▸ What you have to do
As you look over the data below, please find each line where the word "content" appears, then copy it.

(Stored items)
====================
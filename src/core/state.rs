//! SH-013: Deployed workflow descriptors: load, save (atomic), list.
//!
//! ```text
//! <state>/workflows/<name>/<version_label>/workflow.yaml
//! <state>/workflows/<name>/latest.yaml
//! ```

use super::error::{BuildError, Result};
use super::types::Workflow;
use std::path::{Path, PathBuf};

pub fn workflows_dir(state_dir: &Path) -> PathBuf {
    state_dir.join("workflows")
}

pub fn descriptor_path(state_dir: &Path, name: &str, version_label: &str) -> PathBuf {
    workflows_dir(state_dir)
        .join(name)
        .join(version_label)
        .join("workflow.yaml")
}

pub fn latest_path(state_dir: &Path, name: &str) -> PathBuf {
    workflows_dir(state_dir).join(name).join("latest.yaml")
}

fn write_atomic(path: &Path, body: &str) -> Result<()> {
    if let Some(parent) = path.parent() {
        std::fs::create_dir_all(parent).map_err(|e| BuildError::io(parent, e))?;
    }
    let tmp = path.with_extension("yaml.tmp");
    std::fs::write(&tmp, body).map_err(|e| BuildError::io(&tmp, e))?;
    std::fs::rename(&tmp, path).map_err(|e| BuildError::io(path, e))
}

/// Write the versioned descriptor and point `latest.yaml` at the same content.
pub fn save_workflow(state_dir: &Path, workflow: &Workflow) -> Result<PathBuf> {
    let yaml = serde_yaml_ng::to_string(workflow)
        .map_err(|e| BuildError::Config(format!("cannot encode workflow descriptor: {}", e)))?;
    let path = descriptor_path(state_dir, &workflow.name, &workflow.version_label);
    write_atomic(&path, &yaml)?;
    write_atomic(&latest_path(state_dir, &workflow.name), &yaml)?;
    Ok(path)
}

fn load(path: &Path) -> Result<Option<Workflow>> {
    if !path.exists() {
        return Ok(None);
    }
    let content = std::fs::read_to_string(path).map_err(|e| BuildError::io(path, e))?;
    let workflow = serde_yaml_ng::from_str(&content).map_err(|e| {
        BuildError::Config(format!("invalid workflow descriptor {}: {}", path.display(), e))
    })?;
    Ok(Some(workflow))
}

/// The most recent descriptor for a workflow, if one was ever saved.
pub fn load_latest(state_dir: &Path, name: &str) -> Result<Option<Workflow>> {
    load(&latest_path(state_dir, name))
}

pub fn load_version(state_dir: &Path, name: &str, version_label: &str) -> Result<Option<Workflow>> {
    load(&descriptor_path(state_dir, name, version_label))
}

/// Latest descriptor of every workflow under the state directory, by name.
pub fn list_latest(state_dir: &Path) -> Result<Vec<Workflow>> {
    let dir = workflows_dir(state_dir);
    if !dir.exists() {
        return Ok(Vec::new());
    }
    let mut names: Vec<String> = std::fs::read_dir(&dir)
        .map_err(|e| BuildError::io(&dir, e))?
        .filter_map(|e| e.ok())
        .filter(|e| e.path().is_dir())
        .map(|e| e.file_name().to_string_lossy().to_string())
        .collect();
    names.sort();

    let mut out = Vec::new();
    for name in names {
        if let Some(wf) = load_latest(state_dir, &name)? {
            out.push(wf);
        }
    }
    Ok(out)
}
====================
▸ Response below
/// Write the versioned descriptor and point `latest.yaml` at the same content.
    let content = std::fs::read_to_string(path).map_err(|e| BuildError::io(path, e))?;
    let workflow = serde_yaml_ng::from_str(&content).map_err(|e| {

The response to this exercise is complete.